Не думаю, впрочем, что опора есть у меня сейчас, что я дожил-додумал-допереживал до нее. Наверное, нет. Больше (вернее, меньше) того: корсет развязан, костыли упали. Мне иногда кажется, что я качусь по инерции, как велосипед без седока. Извините, если это слишком красиво.
КОНФОРМИСТ
С пятнадцати лет я был страстным противником советской власти; в фантазиях, разумеется. Хотя один раз пытался клеить собственные листовки.
Но в восемнадцать лет случилось странное событие.
Когда-то троллейбусы № 3
и № 23 ходили мимо нашего дома в Каретном ряду. Маршруты разделялись где-то за Бутырской заставой, но от Савеловского вокзала до центра ходили одинаково. Поэтому мы их называли «третий – двадцать третий». Наша остановка – сад Эрмитаж. Следующая – Петровские ворота. Потом – Столешников переулок. Потом – Площадь Свердлова, Большой театр. Далее троллейбус поворачивал на Пушкинскую улицу – остановка Станция метро «Площадь Свердлова». Но это было далеко от угла. Плюс два светофора. Поэтому, когда я ехал в университет, я соскакивал у Большого театра и шел пешком на Моховую.При чем тут троллейбус? Сейчас, сейчас…
В 18 лет я неожиданно понял, что моя внутренняя душевная жизнь не подвластна никому и ничему на свете. Солнечным сентябрьским утром 1969 года я спрыгнул у Большого театра с подножки троллейбуса № 3 (или № 23) и почувствовал дуновение теплого осеннего ветра в лицо и грудь. Это было как благодать, gratia, charisma – ощущение явного преимущества духовного над телесным, вечного над сиюминутным, радостного над горестным. Небесного над земным, уж извините.
Я понял, что никто не властен над моей бессмертной душой. Что в нищете, ссылке, в тюрьме или даже у расстрельной стенки я смогу ощутить этот благодатный воздух, дующий мне в лицо и грудь.

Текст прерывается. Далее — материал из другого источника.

impl Frontend {
    /// Frontend with only a name and a mode set.
    pub fn new(name: impl Into<String>, mode: Mode) -> Self {
        Self {
            name: name.into(),
            mode,
            ..Default::default()
        }
    }
}

/// Load-balancing algorithm of a backend.
#[derive(Debug, Clone, PartialEq, Eq, Default)]
pub struct Balance {
    pub algorithm: String,
    pub params: Option<String>,
}

/// Backend section header and settings.
#[derive(Debug, Clone, PartialEq, Eq, Default)]
pub struct Backend {
    pub name: String,
    pub mode: Mode,
    pub balance: Option<Balance>,
    /// Rendered as `cookie <value>`
    pub cookie: Option<String>,
    pub options: Vec<String>,
    pub http_reuse: Option<String>,
    pub timeouts: BTreeMap<String, String>,
    /// Parameters of the `default-server` line
    pub default_server: Vec<String>,
    /// Rendered as `stick-table <value>`
    pub stick_table: Option<String>,
}

impl Backend {
    /// Backend with only a name and a mode set.
    pub fn new(name: impl Into<String>, mode: Mode) -> Self {
        Self {
            name: name.into(),
            mode,
            ..Default::default()
        }
    }
}

/// A listening socket of a frontend.
#[derive(Debug, Clone, PartialEq, Eq, Default)]
pub struct Bind {
    pub name: String,
    /// IP address, or a `unix@` path when `port` is unset
    pub address: String,
    pub port: Option<u16>,
    pub params: Vec<String>,
}

impl fmt::Display for Bind {
    fn fmt(&self, f: &mut fmt::Formatter<'_>) -> fmt::Result {
        match self.port {
            Some(port) if self.address.contains(':') => write!(f, "bind [{}]:{port}", self.address)?,
            Some(port) => write!(f, "bind {}:{port}", self.address)?,
            None => write!(f, "bind {}", self.address)?,
        }
        write!(f, " name {}", self.name)?;
        for param in &self.params {
            write!(f, " {param}")?;
        }
        Ok(())
    }
}

/// A server line of a backend.
#[derive(Debug, Clone, PartialEq, Eq, Default)]
pub struct Server {
    pub name: String,
    pub address: String,
    pub port: Option<u16>,
    pub params: Vec<String>,
    /// Rendered with the `disabled` keyword (runtime state `maint`)
    pub maintenance: bool,
}

impl fmt::Display for Server {
    fn fmt(&self, f: &mut fmt::Formatter<'_>) -> fmt::Result {
        match self.port {
            Some(port) if self.address.contains(':') => {
                write!(f, "server {} [{}]:{port}", self.name, self.address)?;
            }
            Some(port) => write!(f, "server {} {}:{port}", self.name, self.address)?,
            None => write!(f, "server {} {}", self.name, self.address)?,
        }
        for param in &self.params {
            write!(f, " {param}")?;
        }
        if self.maintenance {
            f.write_str(" disabled")?;
        }
        Ok(())
    }
}

/// `if` / `unless` condition attached to a rule.
#[derive(Debug, Clone, PartialEq, Eq)]
pub enum Condition {
    If(String),
    Unless(String),
}

impl fmt::Display for Condition {
    fn fmt(&self, f: &mut fmt::Formatter<'_>) -> fmt::Result {
        match self {
            Self::If(test) => write!(f, "if {test}"),
            Self::Unless(test) => write!(f, "unless {test}"),
        }
    }
}

fn write_cond(f: &mut fmt::Formatter<'_>, cond: Option<&Condition>) -> fmt::Result {
    match cond {
        Some(cond) => write!(f, " {cond}"),
        None => Ok(()),
    }
}

/// `http-request` actions.
#[derive(Debug, Clone, PartialEq, Eq)]
pub enum HttpRequestAction {
    Allow,
    Deny { status: Option<u16> },
    Auth { realm: String },
    Redirect { kind: String, value: String, code: Option<u16> },
    Return { status: u16, content_type: Option<String>, content: Option<String> },
    SetHeader { name: String, fmt: String },
    DelHeader { name: String },
    SetPath { fmt: String },
    ReplacePath { regex: String, fmt: String },
    SetVar { name: String, expr: String },
    SetSrc { expr: String },
    TrackSc { slot: u8, key: String, table: Option<String> },
    Capture { sample: String, len: u32 },
}

/// An `http-request` rule.
#[derive(Debug, Clone, PartialEq, Eq)]
pub struct HttpRequestRule {
    pub action: HttpRequestAction,
    pub cond: Option<Condition>,
}

impl fmt::Display for HttpRequestRule {
    fn fmt(&self, f: &mut fmt::Formatter<'_>) -> fmt::Result {
        f.write_str("http-request ")?;
        match &self.action {
            HttpRequestAction::Allow => f.write_str("allow")?,
            HttpRequestAction::Deny { status } => {
                f.write_str("deny")?;
                if let Some(status) = status {
                    write!(f, " deny_status {status}")?;
                }
            }
            HttpRequestAction::Auth { realm } => write!(f, "auth realm \"{realm}\"")?,
            HttpRequestAction::Redirect { kind, value, code } => {
                write!(f, "redirect {kind} {value}")?;
                if let Some(code) = code {
                    write!(f, " code {code}")?;
                }
            }
            HttpRequestAction::Return { status, content_type, content } => {
                write!(f, "return status {status}")?;
                if let (Some(content_type), Some(content)) = (content_type, content) {
                    write!(f, " content-type \"{content_type}\" string \"{content}\"")?;
                }
            }
            HttpRequestAction::SetHeader { name, fmt } => write!(f, "set-header {name} {fmt}")?,
            HttpRequestAction::DelHeader { name } => write!(f, "del-header {name}")?,
            HttpRequestAction::SetPath { fmt } => write!(f, "set-path {fmt}")?,
            HttpRequestAction::ReplacePath { regex, fmt } => write!(f, "replace-path {regex} {fmt}")?,
            HttpRequestAction::SetVar { name, expr } => write!(f, "set-var({name}) {expr}")?,
            HttpRequestAction::SetSrc { expr } => write!(f, "set-src {expr}")?,
            HttpRequestAction::TrackSc { slot, key, table } => {
                write!(f, "track-sc{slot} {key}")?;
                if let Some(table) = table {
                    write!(f, " table {table}")?;
                }
            }
            HttpRequestAction::Capture { sample, len } => write!(f, "capture {sample} len {len}")?,
        }
        write_cond(f, self.cond.as_ref())
    }
}

/// `http-response` actions.
#[derive(Debug, Clone, PartialEq, Eq)]
pub enum HttpResponseAction {
    SetHeader { name: String, fmt: String },
    AddHeader { name: String, fmt: String },
    DelHeader { name: String },
    SetStatus { status: u16 },
}

/// An `http-response` rule.
#[derive(Debug, Clone, PartialEq, Eq)]
pub struct HttpResponseRule {
    pub action: HttpResponseAction,
    pub cond: Option<Condition>,
}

Казалось бы, я должен был стать бесстрашным борцом. Но произошло наоборот. Я лет на пять заделался равнодушным охранителем. Мне плевать на коммунистов, говорил я сам себе и своим друзьям. Но пусть лучше все остается, как есть. Поскольку в магазинах есть хлеб, а из кранов течет вода – а в революцию не бывает ни того, ни другого. Да, нищета, тюрьма и сама смерть не властны над таинственным благодатным дыханием вечности, но лучше все-таки без нищеты, тюрем и ссылок, и тем более пыток и расстрелов. Поэтому возьмем красный флажок и пойдем на демонстрацию, если уж так просят в парткоме факультета: бессмертная душа, как известное место, «не смылится». Не растает сахарком.

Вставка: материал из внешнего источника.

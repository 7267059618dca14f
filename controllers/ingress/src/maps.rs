//! Routing map files
//!
//! Every map is an ordered set of `key\t\t\tvalue` rows. A refresh renders
//! each map, compares the FNV-64a hash of the content with the previous
//! snapshot and rewrites only the files whose hash changed.

use crate::error::ControllerError;
use crate::utils::hash::fnv64a;
use haproxy_client::write_atomic;
use std::collections::{BTreeMap, BTreeSet};
use std::path::{Path, PathBuf};
use tracing::{debug, info};

/// Hosts served, read into `txn.host_match`.
pub const HOST: &str = "host";
/// SSL passthrough SNI to backend.
pub const SNI: &str = "sni";
/// `host+path` to backend, exact lookups.
pub const PATH_EXACT: &str = "path-exact";
/// `host+path` to backend, prefix lookups, longest key first.
pub const PATH_PREFIX: &str = "path-prefix";

/// Maps created on startup and kept on disk even when empty.
pub const PERSISTENT_MAPS: [&str; 4] = [HOST, SNI, PATH_EXACT, PATH_PREFIX];

const ROW_SEPARATOR: &str = "\t\t\t";

#[derive(Debug, Default)]
struct MapFile {
    rows: BTreeSet<(String, String)>,
    hash: Option<u64>,
    persistent: bool,
    /// HAProxy read the file at its last start or reload
    loaded: bool,
    /// Rows are emitted in descending key order
    descending: bool,
}

impl MapFile {
    fn ordered_rows(&self) -> Vec<(String, String)> {
        if self.descending {
            self.rows.iter().rev().cloned().collect()
        } else {
            self.rows.iter().cloned().collect()
        }
    }

    fn content(&self) -> String {
        let mut content = String::new();
        for (key, value) in self.ordered_rows() {
            content.push_str(&key);
            content.push_str(ROW_SEPARATOR);
            content.push_str(&value);
            content.push('\n');
        }
        content
    }
}

/// A map whose content changed while already loaded by HAProxy.
#[derive(Debug, Clone, PartialEq, Eq)]
pub struct ChangedMap {
    pub name: String,
    pub path: PathBuf,
    pub rows: Vec<(String, String)>,
}

/// Outcome of [`MapFiles::refresh`].
#[derive(Debug, Default)]
pub struct MapRefresh {
    /// Maps that can be updated through the runtime socket
    pub changed: Vec<ChangedMap>,
    /// A map was created or removed: HAProxy must reload to see it
    pub reload: bool,
}

/// Store of every routing map of the controller.
#[derive(Debug)]
pub struct MapFiles {
    dir: PathBuf,
    maps: BTreeMap<String, MapFile>,
}

impl MapFiles {
    /// Map store writing under `dir`, the persistent maps already declared.
    pub fn new(dir: impl Into<PathBuf>) -> Self {
        let maps = PERSISTENT_MAPS
            .iter()
            .map(|name| {
                let map = MapFile {
                    persistent: true,
                    descending: *name == PATH_PREFIX,
                    ..Default::default()
                };
                ((*name).to_string(), map)
            })
            .collect();
        Self { dir: dir.into(), maps }
    }

    pub fn dir(&self) -> &Path {
        &self.dir
    }

    /// Path of the map file named `name`.
    pub fn path(&self, name: &str) -> PathBuf {
        self.dir.join(format!("{name}.map"))
    }

    /// Path as it appears in the HAProxy configuration.
    pub fn path_str(&self, name: &str) -> String {
        self.path(name).to_string_lossy().into_owned()
    }

    /// Writes the persistent maps, empty, so the first configuration can
    /// reference them.
    pub async fn init(&mut self) -> Result<(), ControllerError> {
        tokio::fs::create_dir_all(&self.dir).await?;
        for name in PERSISTENT_MAPS {
            let path = self.path(name);
            if let Some(map) = self.maps.get_mut(name) {
                let content = map.content();
                write_atomic(&path, content.as_bytes()).await?;
                map.hash = Some(fnv64a(content.as_bytes()));
            }
        }
        Ok(())
    }

    /// Drops every row. Called at the start of a sync.
    pub fn clean(&mut self) {
        for map in self.maps.values_mut() {
            map.rows.clear();
        }
    }

    /// Adds a row to map `name`, creating the map when missing. A row added
    /// twice is kept once.
    pub fn append(&mut self, name: &str, key: impl Into<String>, value: impl Into<String>) {
        self.maps
            .entry(name.to_string())
            .or_default()
            .rows
            .insert((key.into(), value.into()));
    }

    /// Rows of a map in file order.
    pub fn rows(&self, name: &str) -> Vec<(String, String)> {
        self.maps.get(name).map(MapFile::ordered_rows).unwrap_or_default()
    }

    /// Rendered file content of a map.
    pub fn content(&self, name: &str) -> String {
        self.maps.get(name).map(MapFile::content).unwrap_or_default()
    }

    /// Writes the maps whose content hash changed since the last refresh.
    pub async fn refresh(&mut self) -> Result<MapRefresh, ControllerError> {
        let mut outcome = MapRefresh::default();
        let mut removed = Vec::new();
        let names: Vec<String> = self.maps.keys().cloned().collect();

        for name in names {
            let path = self.path(&name);
            let Some(map) = self.maps.get_mut(&name) else {
                continue;
            };
            let content = map.content();
            let hash = fnv64a(content.as_bytes());
            if map.hash == Some(hash) {
                continue;
            }

            if map.rows.is_empty() && !map.persistent {
                debug!(map = %name, "removing empty map");
                if let Err(e) = tokio::fs::remove_file(&path).await
                    && e.kind() != std::io::ErrorKind::NotFound
                {
                    return Err(e.into());
                }
                removed.push(name);
                outcome.reload = true;
                continue;
            }

            write_atomic(&path, content.as_bytes()).await?;
            map.hash = Some(hash);
            if map.loaded {
                outcome.changed.push(ChangedMap {
                    name: name.clone(),
                    path,
                    rows: map.ordered_rows(),
                });
            } else {
                info!(map = %name, "new map file, reload required");
                outcome.reload = true;
            }
        }

        for name in removed {
            self.maps.remove(&name);
        }
        Ok(outcome)
    }

    /// Marks every map on disk as loaded. Called after a start or reload.
    pub fn mark_loaded(&mut self) {
        for map in self.maps.values_mut() {
            if map.hash.is_some() {
                map.loaded = true;
            }
        }
    }
}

Такая вот неприятная деталь духовной биографии.
Но было, было, никуда не денешься.
ПО ВЕЧЕРАМ НАД РЕСТОРАНАМИ
Как театр – с вешалки, так и ресторан в старые времена начинался с очереди. Изящные кафе «Московское» и «Космос», дорогие рестораны «Арагви» или «Узбекистан», демократичная шашлычная «Казбек» и дешевая пивная в Столешниковом – всюду были очереди.
Стояли влюбленные парочки. Стояли семейные группы: папа, мама, сын-старшеклассник и дочка-студентка. Стояли сослуживцы. Стояли друзья и подруги. Все стояли, жадно глядя на дверь с надписью «Мест нет».
Мест никогда не было. Даже когда они были.
Но вот достоялись. Или сунули швейцару копеек пятьдесят.
Вошли.
На половине столов стояла табличка «Стол не обслуживается». Не зарезервирован, не занят, а именно «не обслуживается». Не вами, посетителями, заказан, а нами, официантами, не обслуживается. То есть понятно, кто здесь кто.
Вошедшую пару могли подсадить к другой паре. Или даже к двум парам – если стол был на шесть персон.
– Простите, – страшась собственной дерзости, спрашивал посетитель, – а вон тот стол свободен, можно мы туда сядем?
– Тот стол не обслуживается, – строго отвечал официант. – Ассорти рыбное брать будете?
Это был пробный шар. Если посетитель брал рыбное ассорти, то есть селедочницу с красной и белой рыбой, переложенной лимоном, петрушкой и завитками масла (хороший заказ) – то официант мог сменить гнев на милость и через полчаса пересадить за столик на двоих.
Я не любил ходить в кафе и рестораны. Мне там было унизительно. Официанты были суровы и неулыбчивы. На их лицах читалось естественное раздражение богатых людей, которые вынуждены обслуживать людей бедных. Но обсчитывали ужасно. Счет был написан от руки, бледно и неразборчиво. Чаевые брали, как одолжение делали.